- _Goal of the exercise_:
Give again, word for word, every line in the entries below from the line with "self.classes = Some(classes);" up to and including the line with "Returns the scores.", and no other line.

- _Records supplied_:
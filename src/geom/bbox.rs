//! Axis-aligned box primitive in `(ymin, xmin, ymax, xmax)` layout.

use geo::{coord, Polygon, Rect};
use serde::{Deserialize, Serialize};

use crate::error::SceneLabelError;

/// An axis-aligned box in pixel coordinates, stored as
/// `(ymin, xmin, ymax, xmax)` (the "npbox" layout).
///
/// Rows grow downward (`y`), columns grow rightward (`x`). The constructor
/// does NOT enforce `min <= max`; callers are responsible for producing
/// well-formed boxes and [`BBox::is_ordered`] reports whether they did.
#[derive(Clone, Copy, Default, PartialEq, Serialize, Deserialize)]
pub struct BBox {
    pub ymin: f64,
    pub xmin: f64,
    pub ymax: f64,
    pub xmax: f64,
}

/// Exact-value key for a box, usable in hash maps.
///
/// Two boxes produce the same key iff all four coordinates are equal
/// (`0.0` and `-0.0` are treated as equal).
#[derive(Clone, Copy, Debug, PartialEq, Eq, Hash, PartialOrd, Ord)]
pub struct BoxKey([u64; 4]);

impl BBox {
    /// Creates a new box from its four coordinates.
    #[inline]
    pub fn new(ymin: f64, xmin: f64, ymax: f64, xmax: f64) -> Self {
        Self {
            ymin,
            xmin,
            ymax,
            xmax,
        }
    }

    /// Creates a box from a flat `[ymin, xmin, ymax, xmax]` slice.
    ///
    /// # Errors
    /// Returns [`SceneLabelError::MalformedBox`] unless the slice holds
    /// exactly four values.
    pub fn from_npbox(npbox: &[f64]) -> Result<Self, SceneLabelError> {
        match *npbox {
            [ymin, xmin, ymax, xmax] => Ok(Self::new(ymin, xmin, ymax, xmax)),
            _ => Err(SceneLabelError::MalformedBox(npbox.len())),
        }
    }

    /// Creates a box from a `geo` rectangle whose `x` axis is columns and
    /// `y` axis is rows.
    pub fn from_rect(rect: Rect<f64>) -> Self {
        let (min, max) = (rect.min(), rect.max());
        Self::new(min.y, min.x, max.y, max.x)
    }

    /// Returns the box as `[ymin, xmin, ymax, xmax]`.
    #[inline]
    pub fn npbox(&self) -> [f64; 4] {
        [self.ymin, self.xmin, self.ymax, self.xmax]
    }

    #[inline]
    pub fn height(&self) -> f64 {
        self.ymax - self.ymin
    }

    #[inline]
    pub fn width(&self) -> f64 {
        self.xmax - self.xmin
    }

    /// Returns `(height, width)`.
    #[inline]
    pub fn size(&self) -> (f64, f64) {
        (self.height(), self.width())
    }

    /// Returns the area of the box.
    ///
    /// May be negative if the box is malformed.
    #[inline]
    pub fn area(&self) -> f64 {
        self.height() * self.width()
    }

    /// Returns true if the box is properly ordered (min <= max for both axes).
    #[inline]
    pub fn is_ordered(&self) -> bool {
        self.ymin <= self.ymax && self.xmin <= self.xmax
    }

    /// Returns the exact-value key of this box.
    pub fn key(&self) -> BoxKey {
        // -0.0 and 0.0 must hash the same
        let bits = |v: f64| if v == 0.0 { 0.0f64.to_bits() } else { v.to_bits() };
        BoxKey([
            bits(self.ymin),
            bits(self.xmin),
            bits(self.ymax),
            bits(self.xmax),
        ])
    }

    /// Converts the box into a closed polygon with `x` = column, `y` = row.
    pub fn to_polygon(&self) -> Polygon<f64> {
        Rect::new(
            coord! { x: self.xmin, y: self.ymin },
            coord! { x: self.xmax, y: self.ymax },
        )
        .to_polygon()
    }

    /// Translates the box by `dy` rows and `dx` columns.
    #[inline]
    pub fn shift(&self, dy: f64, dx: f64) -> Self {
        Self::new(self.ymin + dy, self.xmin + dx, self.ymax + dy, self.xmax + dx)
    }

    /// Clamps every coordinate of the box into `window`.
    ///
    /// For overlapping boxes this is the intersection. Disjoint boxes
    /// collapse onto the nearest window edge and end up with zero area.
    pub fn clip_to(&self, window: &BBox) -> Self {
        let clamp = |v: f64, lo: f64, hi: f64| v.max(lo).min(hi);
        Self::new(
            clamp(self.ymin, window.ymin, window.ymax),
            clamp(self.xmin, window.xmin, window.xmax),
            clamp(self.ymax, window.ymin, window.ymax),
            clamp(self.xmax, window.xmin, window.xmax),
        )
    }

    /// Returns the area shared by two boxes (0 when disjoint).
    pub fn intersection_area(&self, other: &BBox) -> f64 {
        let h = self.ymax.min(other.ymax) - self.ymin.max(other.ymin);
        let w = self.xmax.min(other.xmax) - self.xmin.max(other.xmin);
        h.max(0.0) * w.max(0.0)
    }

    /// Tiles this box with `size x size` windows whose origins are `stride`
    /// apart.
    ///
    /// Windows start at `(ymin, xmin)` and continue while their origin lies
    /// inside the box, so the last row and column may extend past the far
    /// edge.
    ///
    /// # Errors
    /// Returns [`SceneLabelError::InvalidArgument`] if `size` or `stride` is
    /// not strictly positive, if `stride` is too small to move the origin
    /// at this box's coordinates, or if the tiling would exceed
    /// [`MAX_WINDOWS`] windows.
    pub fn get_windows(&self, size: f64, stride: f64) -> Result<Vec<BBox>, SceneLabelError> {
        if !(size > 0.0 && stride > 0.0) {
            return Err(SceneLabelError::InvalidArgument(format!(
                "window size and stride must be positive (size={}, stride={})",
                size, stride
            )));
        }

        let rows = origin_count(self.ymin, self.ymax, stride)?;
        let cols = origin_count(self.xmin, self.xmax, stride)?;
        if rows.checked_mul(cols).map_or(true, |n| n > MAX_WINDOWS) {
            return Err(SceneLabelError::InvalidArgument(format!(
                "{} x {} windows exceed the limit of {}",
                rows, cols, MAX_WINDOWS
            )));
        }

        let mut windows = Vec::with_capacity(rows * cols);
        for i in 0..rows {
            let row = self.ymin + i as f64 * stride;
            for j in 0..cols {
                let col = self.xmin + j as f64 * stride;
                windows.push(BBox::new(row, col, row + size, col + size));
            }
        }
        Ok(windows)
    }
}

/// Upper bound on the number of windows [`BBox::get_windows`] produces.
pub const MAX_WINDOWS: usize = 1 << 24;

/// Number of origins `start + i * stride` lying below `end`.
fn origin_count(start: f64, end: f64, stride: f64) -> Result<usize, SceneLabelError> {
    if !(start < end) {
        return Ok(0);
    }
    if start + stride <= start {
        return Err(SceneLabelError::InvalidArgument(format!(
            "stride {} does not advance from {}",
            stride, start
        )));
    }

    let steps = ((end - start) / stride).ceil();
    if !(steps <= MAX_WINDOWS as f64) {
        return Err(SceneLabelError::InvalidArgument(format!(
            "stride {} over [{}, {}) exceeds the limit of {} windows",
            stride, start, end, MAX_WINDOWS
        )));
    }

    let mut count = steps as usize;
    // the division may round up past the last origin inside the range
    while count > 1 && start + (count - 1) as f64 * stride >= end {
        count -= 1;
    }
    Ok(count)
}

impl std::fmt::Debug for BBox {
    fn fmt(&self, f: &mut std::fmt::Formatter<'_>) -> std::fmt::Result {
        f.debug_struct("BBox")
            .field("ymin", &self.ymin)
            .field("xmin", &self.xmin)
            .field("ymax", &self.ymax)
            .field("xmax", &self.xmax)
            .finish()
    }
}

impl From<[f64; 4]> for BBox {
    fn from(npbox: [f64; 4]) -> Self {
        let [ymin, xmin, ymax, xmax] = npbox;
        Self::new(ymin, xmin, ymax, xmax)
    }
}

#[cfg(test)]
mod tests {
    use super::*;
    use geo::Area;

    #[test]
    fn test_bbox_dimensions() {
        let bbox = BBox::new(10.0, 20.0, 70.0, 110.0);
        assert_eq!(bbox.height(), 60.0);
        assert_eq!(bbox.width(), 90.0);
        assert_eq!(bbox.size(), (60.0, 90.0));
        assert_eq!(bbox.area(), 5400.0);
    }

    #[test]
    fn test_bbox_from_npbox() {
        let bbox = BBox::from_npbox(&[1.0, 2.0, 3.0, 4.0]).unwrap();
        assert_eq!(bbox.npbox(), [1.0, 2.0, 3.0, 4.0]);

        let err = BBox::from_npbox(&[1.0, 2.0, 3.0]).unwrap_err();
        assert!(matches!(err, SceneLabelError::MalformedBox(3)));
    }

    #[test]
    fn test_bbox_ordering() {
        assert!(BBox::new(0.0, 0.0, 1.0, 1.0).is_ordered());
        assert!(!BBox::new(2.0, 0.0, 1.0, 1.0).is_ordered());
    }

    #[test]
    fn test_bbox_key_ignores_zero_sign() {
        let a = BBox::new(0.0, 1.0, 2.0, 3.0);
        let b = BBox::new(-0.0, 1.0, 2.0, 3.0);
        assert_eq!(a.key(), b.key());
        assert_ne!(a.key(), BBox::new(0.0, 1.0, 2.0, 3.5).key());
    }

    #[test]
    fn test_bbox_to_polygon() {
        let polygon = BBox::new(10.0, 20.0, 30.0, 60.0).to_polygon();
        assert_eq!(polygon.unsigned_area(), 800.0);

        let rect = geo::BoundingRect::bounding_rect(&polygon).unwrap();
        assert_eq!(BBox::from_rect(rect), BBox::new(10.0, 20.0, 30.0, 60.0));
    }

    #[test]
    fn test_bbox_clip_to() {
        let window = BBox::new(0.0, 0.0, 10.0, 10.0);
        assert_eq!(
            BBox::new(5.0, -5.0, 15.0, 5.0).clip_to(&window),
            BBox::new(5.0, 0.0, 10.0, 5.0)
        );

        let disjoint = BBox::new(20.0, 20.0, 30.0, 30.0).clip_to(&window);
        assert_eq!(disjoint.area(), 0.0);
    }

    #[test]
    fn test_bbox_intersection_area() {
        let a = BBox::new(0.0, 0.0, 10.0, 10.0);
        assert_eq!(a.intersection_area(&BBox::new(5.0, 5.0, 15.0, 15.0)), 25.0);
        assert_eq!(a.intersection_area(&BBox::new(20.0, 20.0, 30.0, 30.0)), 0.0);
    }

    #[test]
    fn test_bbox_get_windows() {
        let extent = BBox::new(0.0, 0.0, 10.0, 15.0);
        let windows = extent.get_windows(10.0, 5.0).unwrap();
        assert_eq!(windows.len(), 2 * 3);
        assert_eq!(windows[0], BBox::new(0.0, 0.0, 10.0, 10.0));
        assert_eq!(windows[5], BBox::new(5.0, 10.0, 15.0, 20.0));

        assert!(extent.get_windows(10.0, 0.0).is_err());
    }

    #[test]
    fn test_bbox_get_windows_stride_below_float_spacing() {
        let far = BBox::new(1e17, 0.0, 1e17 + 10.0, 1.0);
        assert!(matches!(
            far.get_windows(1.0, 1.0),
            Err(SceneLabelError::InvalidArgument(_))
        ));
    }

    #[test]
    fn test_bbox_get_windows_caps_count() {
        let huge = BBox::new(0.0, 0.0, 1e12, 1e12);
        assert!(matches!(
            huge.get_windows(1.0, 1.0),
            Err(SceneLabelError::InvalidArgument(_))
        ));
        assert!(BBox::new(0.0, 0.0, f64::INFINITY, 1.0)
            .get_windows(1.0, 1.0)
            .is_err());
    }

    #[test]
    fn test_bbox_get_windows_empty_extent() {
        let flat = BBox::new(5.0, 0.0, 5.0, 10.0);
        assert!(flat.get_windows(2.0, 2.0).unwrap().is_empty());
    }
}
--
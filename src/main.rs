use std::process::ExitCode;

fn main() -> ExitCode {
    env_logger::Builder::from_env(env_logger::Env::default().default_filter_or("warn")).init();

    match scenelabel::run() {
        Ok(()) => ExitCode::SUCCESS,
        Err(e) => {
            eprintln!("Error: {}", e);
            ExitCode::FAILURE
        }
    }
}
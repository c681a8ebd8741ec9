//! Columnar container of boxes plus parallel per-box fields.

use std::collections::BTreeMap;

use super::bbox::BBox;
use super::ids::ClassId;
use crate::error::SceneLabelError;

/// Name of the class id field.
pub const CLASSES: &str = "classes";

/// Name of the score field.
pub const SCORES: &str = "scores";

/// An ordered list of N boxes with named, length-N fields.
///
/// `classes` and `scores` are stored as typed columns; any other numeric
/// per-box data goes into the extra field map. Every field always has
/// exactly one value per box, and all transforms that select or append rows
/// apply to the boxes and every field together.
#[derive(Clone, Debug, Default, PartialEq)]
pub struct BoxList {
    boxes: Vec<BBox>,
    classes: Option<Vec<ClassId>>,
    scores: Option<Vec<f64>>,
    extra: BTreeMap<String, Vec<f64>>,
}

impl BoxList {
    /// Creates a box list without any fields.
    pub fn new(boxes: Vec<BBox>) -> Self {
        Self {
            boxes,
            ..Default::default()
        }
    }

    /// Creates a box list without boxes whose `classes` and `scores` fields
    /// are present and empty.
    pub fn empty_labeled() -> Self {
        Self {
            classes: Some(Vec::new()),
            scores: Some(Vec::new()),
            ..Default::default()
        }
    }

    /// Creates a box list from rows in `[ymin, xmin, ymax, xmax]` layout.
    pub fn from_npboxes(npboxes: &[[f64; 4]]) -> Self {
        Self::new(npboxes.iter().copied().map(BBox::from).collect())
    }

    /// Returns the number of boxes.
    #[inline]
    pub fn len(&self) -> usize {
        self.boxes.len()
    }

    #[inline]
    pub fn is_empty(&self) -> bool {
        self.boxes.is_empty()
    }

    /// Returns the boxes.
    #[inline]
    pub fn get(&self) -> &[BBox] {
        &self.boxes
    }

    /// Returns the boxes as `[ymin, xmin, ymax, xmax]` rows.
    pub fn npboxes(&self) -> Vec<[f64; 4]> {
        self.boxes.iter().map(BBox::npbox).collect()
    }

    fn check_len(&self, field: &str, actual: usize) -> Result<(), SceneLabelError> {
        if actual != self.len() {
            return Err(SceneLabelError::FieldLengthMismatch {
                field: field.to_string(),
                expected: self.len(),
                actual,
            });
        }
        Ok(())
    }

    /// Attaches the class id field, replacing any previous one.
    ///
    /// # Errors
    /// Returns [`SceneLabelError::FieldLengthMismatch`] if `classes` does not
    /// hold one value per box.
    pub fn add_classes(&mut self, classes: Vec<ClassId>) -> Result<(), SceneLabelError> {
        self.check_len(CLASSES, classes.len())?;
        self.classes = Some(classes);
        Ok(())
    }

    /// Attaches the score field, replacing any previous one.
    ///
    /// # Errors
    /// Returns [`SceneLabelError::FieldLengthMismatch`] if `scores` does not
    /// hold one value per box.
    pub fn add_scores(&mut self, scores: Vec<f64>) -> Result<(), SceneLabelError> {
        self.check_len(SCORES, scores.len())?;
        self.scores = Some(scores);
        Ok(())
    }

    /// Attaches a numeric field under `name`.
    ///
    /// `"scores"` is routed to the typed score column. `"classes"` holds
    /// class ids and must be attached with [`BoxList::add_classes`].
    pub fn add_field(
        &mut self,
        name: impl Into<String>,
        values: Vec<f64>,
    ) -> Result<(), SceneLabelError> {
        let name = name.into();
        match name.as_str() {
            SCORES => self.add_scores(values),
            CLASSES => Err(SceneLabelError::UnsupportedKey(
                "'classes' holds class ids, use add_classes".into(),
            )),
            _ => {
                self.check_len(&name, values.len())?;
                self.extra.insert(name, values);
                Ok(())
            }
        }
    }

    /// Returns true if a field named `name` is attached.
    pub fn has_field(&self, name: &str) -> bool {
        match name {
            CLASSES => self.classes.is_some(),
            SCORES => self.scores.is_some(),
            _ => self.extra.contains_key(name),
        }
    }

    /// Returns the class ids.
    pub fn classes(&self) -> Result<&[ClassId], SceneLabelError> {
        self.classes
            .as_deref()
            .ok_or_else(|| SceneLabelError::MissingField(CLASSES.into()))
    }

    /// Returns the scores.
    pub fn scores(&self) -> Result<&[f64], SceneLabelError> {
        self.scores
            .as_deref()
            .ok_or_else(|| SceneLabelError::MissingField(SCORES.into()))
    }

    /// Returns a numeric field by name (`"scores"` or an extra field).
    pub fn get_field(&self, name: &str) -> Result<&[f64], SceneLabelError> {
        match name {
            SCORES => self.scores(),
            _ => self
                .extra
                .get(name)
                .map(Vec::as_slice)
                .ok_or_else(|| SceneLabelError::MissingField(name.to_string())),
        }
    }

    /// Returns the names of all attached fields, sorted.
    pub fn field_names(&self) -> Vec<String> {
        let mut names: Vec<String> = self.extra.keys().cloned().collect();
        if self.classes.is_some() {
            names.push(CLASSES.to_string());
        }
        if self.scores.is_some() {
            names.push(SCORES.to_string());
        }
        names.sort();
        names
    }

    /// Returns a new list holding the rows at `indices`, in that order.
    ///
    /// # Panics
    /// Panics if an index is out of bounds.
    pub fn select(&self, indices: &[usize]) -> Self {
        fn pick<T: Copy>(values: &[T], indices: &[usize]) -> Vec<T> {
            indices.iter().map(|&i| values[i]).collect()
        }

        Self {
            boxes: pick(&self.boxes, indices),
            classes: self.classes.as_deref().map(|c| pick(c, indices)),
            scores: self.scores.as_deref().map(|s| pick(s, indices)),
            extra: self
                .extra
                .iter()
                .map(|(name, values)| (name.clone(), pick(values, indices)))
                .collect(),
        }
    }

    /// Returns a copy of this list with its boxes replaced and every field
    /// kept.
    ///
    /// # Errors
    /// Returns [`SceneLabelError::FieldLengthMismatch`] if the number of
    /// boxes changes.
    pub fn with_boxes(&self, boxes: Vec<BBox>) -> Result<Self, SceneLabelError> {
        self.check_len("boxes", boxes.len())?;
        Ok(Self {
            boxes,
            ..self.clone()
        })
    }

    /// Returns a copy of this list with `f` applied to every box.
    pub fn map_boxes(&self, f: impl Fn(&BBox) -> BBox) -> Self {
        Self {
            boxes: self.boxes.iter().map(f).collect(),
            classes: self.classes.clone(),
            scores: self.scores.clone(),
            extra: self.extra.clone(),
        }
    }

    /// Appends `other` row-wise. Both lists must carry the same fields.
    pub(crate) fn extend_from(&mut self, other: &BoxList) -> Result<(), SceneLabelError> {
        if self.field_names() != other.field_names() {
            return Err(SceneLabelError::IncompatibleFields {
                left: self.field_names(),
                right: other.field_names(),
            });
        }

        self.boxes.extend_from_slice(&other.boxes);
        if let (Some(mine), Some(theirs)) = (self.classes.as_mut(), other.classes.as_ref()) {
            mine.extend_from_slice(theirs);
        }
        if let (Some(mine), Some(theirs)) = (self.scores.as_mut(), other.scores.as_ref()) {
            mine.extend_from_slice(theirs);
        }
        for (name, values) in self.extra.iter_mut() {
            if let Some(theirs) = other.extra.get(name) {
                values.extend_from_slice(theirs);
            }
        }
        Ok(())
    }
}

- _Finished exercise_:
        self.classes = Some(classes);
        Ok(())
    }

    /// Attaches the score field, replacing any previous one.
    ///
    /// # Errors
    /// Returns [`SceneLabelError::FieldLengthMismatch`] if `scores` does not
    /// hold one value per box.
    pub fn add_scores(&mut self, scores: Vec<f64>) -> Result<(), SceneLabelError> {
        self.check_len(SCORES, scores.len())?;
        self.scores = Some(scores);
        Ok(())
    }

    /// Attaches a numeric field under `name`.
    ///
    /// `"scores"` is routed to the typed score column. `"classes"` holds
    /// class ids and must be attached with [`BoxList::add_classes`].
    pub fn add_field(
        &mut self,
        name: impl Into<String>,
        values: Vec<f64>,
    ) -> Result<(), SceneLabelError> {
        let name = name.into();
        match name.as_str() {
            SCORES => self.add_scores(values),
            CLASSES => Err(SceneLabelError::UnsupportedKey(
                "'classes' holds class ids, use add_classes".into(),
            )),
            _ => {
                self.check_len(&name, values.len())?;
                self.extra.insert(name, values);
                Ok(())
            }
        }
    }

    /// Returns true if a field named `name` is attached.
    pub fn has_field(&self, name: &str) -> bool {
        match name {
            CLASSES => self.classes.is_some(),
            SCORES => self.scores.is_some(),
            _ => self.extra.contains_key(name),
        }
    }

    /// Returns the class ids.
    pub fn classes(&self) -> Result<&[ClassId], SceneLabelError> {
        self.classes
            .as_deref()
            .ok_or_else(|| SceneLabelError::MissingField(CLASSES.into()))
    }

    /// Returns the scores.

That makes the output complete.